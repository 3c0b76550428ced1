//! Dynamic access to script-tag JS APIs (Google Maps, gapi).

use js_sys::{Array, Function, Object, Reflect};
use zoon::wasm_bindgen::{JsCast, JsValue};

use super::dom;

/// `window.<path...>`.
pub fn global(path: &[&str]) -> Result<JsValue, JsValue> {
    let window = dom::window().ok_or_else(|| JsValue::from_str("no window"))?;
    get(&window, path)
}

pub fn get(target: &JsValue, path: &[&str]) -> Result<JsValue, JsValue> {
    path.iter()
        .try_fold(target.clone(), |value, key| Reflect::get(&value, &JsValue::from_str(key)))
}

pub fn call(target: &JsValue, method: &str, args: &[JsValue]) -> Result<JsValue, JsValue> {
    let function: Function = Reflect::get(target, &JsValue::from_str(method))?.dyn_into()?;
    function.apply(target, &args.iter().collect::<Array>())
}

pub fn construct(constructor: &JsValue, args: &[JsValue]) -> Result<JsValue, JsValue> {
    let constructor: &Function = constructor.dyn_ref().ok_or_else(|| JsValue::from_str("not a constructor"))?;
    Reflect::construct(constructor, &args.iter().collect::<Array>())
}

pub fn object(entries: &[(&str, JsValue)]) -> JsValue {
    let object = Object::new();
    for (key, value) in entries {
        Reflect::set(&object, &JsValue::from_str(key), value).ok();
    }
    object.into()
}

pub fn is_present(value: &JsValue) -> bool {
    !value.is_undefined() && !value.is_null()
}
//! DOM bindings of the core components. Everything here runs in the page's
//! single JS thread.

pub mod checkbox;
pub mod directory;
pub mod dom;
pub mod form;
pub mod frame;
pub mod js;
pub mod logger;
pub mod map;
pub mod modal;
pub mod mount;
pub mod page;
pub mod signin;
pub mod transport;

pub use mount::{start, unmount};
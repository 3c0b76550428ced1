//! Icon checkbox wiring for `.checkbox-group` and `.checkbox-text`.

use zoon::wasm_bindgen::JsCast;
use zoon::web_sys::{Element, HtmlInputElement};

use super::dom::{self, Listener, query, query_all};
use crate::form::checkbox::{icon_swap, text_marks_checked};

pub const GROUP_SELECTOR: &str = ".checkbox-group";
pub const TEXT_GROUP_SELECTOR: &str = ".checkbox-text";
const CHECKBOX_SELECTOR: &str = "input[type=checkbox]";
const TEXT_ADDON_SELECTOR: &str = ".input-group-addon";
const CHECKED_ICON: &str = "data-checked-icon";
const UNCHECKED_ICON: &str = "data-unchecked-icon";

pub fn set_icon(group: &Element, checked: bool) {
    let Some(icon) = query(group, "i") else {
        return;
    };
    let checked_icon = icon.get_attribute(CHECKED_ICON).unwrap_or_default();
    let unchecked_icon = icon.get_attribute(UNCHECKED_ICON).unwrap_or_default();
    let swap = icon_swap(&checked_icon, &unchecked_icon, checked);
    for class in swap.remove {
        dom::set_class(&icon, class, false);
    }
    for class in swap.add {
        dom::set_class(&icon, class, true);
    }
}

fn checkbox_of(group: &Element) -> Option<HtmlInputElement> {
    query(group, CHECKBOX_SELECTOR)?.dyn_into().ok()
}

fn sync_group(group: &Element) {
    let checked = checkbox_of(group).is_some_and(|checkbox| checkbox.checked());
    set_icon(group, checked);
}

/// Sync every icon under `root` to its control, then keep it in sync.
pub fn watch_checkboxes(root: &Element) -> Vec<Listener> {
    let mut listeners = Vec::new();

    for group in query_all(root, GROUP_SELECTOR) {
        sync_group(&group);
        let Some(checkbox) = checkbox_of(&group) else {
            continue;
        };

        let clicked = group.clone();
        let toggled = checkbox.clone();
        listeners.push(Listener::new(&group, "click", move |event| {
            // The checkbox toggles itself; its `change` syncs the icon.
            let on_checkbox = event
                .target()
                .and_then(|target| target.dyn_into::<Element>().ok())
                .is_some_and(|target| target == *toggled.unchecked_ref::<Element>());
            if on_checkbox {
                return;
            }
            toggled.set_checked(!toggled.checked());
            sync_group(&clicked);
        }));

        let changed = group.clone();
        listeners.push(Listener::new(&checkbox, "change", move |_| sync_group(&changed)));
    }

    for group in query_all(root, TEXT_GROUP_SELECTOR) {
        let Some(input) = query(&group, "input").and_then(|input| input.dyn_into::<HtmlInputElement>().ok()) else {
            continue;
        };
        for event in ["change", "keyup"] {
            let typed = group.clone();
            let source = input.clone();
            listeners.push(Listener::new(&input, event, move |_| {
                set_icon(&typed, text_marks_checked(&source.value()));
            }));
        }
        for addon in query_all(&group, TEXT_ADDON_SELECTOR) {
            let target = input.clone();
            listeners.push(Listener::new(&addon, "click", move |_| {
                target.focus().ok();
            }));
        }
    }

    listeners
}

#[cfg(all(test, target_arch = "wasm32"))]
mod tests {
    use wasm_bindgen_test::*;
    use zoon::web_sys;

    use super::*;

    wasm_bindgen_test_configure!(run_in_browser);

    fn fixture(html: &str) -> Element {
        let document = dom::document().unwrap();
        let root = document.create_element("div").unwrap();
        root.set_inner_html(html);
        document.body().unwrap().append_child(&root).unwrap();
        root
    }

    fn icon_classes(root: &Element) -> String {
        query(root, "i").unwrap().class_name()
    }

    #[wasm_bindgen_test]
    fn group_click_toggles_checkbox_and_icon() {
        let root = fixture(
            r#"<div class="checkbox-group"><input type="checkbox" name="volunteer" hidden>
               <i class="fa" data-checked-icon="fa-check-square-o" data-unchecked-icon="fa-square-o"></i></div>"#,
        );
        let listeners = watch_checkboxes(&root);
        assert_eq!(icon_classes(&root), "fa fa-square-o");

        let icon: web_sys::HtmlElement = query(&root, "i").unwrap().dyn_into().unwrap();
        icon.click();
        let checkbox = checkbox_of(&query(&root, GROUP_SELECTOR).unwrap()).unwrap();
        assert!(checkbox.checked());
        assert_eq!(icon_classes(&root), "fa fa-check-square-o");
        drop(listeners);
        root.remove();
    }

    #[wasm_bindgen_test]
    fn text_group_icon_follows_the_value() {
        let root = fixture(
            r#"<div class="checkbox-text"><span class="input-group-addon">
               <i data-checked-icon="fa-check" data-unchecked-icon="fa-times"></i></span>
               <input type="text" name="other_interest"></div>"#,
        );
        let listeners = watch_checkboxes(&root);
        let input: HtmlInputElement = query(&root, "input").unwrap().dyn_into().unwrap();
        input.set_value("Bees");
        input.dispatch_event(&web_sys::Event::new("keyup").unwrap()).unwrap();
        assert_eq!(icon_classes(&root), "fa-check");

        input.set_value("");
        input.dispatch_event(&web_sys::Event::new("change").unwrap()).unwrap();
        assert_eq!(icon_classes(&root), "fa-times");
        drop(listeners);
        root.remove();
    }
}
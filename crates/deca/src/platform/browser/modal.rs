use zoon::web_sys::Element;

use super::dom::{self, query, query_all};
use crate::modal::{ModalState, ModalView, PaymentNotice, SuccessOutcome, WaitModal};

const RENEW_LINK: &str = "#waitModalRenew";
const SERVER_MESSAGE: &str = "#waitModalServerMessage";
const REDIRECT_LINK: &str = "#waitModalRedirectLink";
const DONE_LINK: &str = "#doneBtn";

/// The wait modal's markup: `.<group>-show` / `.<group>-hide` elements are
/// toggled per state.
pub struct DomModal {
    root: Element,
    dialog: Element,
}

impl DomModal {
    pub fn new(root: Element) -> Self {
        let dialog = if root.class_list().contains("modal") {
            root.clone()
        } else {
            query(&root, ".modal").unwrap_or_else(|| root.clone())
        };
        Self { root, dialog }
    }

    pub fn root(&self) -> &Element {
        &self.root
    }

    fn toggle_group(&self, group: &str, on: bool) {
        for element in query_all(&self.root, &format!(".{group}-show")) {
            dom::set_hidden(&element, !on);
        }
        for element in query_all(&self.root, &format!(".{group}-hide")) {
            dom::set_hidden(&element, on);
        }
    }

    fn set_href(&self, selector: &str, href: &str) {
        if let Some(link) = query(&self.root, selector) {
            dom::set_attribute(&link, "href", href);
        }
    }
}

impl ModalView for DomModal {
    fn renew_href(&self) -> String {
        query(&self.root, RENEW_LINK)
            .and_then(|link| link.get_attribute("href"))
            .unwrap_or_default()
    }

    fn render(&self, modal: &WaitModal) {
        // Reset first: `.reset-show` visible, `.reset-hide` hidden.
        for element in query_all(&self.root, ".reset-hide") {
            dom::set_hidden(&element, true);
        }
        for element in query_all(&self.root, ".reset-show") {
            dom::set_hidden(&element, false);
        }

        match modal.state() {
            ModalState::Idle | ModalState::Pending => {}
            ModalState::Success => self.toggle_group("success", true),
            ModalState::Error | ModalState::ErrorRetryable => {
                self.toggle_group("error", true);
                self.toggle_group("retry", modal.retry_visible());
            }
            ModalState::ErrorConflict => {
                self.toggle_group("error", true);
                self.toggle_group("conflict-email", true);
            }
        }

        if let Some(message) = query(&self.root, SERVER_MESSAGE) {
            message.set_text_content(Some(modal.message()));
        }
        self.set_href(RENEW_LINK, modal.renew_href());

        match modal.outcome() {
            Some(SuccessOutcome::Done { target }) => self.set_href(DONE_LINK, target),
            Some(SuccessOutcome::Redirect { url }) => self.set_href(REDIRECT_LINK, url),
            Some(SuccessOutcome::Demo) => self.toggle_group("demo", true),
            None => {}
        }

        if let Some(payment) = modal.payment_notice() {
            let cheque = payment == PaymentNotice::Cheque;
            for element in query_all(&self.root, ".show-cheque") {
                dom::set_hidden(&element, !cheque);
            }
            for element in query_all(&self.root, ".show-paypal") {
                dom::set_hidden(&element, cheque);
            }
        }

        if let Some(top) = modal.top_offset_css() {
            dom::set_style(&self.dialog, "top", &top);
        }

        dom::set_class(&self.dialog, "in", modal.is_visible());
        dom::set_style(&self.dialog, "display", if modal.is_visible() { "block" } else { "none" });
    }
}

Problem description >>
Could you count how many lines of the listing above contain the word "mount" and give only that number?

Task result >>
2